--- DATA LISTING Enclosed Below ---
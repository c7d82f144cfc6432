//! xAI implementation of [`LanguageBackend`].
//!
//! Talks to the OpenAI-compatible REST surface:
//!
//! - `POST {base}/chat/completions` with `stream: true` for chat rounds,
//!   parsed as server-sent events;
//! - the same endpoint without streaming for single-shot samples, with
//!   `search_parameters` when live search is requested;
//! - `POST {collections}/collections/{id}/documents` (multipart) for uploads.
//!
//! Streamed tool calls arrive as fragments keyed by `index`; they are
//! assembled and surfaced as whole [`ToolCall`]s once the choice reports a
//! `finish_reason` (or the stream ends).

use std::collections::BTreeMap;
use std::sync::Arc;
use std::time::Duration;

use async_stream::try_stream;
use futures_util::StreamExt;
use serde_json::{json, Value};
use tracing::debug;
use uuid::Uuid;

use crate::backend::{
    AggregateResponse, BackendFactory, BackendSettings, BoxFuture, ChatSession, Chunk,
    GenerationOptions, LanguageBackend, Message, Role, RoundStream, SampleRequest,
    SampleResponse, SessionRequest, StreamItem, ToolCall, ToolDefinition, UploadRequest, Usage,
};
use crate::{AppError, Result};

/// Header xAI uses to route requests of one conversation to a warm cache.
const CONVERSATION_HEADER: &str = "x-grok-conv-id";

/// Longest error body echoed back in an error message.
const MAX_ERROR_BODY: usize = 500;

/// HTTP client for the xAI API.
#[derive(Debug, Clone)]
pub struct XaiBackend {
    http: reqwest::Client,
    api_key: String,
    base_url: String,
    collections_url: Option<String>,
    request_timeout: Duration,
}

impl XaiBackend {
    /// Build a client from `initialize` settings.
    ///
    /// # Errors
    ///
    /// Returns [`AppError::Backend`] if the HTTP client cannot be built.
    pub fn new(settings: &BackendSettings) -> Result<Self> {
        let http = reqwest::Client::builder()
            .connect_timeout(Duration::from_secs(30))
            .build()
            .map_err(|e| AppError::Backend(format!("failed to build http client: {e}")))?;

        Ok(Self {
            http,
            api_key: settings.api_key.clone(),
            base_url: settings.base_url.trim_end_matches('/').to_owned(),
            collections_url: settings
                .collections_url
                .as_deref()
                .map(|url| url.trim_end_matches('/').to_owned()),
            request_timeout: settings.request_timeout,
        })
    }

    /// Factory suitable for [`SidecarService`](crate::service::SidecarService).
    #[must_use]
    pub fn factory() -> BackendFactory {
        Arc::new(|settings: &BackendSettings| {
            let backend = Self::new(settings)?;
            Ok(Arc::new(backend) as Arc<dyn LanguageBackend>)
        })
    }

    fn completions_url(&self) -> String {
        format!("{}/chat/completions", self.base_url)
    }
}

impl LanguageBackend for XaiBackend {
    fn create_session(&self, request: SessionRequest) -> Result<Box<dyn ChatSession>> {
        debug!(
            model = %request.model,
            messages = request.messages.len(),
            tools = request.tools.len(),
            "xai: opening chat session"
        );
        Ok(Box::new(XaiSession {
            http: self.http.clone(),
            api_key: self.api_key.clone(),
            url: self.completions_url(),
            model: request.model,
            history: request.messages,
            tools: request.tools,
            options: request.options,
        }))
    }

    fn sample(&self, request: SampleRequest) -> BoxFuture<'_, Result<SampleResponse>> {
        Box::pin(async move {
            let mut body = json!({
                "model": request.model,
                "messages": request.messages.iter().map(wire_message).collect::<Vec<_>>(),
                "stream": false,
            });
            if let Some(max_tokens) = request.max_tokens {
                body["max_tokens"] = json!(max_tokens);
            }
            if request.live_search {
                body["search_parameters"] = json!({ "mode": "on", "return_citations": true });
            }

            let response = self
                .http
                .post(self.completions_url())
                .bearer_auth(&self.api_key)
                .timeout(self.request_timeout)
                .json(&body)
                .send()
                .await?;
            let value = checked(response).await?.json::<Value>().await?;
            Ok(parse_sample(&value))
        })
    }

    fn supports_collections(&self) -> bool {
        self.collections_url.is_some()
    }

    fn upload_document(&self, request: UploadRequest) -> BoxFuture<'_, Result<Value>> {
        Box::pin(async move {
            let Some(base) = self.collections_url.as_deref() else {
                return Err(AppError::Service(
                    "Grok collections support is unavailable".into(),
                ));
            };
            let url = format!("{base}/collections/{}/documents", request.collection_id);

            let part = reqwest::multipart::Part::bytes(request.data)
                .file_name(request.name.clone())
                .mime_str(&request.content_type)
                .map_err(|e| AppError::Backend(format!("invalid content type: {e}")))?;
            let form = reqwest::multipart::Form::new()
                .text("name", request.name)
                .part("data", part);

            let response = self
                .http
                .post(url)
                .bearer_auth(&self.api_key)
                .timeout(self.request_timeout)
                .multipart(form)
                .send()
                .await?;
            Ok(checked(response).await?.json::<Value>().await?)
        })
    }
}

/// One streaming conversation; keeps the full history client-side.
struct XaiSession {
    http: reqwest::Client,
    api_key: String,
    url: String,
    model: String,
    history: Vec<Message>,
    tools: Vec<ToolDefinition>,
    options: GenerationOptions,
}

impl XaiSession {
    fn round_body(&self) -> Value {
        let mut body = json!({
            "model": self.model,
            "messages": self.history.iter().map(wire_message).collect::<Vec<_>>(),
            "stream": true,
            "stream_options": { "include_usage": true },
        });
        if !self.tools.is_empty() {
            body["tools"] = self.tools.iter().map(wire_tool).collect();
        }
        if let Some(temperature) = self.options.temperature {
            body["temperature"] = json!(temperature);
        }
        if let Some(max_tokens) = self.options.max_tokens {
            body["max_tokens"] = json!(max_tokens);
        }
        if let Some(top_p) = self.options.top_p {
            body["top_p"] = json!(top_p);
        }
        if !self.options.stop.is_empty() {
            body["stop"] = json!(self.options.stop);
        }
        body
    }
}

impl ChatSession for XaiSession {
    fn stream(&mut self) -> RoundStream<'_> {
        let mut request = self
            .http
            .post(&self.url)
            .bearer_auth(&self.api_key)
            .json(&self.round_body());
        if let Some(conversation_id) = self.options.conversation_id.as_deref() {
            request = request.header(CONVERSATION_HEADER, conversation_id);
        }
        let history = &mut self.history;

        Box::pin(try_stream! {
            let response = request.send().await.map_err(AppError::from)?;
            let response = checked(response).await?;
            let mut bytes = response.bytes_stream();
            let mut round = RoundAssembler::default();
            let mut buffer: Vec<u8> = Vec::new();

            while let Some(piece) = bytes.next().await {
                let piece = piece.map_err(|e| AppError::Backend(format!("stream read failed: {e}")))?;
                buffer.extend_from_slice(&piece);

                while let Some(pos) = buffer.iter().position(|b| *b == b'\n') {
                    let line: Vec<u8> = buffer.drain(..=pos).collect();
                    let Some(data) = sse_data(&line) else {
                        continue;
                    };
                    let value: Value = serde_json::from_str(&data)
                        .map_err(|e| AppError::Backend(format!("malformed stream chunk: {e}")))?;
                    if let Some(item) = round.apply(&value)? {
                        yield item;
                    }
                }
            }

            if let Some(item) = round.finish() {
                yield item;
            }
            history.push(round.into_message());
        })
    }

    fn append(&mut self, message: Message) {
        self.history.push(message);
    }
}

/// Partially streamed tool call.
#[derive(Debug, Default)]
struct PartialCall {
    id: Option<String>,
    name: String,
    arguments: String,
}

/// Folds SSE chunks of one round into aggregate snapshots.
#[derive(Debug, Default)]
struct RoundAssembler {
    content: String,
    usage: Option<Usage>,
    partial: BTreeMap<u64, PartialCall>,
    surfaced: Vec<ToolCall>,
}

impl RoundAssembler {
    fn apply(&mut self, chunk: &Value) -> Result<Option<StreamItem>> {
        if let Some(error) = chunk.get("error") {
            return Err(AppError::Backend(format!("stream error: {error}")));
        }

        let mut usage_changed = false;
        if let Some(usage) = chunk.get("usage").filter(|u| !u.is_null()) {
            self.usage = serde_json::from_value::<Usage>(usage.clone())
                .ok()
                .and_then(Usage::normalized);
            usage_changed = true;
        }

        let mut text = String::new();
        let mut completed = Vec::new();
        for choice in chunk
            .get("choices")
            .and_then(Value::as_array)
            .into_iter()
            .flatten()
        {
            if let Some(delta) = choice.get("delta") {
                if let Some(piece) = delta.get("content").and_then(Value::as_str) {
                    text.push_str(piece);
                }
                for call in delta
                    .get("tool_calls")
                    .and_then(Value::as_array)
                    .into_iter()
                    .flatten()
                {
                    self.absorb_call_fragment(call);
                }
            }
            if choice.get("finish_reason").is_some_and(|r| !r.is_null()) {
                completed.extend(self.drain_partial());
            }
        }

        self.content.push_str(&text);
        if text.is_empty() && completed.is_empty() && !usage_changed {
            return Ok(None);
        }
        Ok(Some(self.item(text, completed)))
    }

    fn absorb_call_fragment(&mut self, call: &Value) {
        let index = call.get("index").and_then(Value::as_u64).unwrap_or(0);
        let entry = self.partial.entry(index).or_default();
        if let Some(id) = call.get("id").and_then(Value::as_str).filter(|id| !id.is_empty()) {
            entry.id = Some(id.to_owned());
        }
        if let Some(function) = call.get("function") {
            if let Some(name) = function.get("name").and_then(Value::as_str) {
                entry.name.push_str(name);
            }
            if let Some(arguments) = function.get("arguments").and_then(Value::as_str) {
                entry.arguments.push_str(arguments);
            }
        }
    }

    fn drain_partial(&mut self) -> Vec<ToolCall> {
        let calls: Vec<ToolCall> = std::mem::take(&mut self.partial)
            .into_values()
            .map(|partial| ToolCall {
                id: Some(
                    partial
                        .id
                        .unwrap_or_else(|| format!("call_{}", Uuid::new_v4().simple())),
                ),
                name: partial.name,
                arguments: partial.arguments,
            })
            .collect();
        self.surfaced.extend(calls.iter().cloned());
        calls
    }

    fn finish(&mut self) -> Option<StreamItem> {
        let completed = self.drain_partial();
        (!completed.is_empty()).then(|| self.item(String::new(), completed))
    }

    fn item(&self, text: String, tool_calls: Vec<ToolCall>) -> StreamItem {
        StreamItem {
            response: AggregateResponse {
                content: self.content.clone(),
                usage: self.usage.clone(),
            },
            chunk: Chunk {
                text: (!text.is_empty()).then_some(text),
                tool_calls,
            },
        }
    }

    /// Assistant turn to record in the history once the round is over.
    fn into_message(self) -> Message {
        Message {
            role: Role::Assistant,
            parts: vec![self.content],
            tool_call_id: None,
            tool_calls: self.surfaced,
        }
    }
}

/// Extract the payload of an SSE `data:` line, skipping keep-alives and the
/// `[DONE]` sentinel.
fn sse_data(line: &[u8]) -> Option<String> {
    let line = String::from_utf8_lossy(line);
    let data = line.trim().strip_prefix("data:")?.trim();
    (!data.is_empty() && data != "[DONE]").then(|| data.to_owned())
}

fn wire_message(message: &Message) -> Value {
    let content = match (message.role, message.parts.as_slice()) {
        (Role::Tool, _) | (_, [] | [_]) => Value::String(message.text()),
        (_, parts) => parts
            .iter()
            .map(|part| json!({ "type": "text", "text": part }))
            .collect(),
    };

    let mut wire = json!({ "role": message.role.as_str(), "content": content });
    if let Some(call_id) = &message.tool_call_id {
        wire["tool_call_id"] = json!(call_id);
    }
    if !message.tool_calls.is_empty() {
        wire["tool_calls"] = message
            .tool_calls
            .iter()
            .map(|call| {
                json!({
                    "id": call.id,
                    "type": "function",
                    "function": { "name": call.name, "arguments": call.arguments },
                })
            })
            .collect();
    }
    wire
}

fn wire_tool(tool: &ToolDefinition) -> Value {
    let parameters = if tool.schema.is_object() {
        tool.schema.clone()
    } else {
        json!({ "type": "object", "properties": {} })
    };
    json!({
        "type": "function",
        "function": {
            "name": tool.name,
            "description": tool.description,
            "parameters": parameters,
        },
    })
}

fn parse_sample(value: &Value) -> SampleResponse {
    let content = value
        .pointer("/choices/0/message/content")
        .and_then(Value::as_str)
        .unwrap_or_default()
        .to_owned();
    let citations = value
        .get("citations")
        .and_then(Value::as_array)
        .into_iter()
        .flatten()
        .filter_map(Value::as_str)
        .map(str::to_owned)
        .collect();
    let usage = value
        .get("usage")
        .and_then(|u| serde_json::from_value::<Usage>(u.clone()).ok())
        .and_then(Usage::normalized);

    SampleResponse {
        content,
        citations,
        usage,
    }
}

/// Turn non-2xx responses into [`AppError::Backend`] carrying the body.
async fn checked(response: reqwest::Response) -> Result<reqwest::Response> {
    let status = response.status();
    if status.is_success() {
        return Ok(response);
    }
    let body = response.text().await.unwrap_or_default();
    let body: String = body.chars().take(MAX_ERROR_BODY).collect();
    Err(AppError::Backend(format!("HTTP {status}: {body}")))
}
--- End of Enclosed DATA LISTING ---
→ REQUIRED ACTION: Within the material above, find the lines that contain the word "crate"; copy them.

→ WRITTEN SOLUTION:
use crate::backend::{
use crate::{AppError, Result};
    /// Factory suitable for [`SidecarService`](crate::service::SidecarService).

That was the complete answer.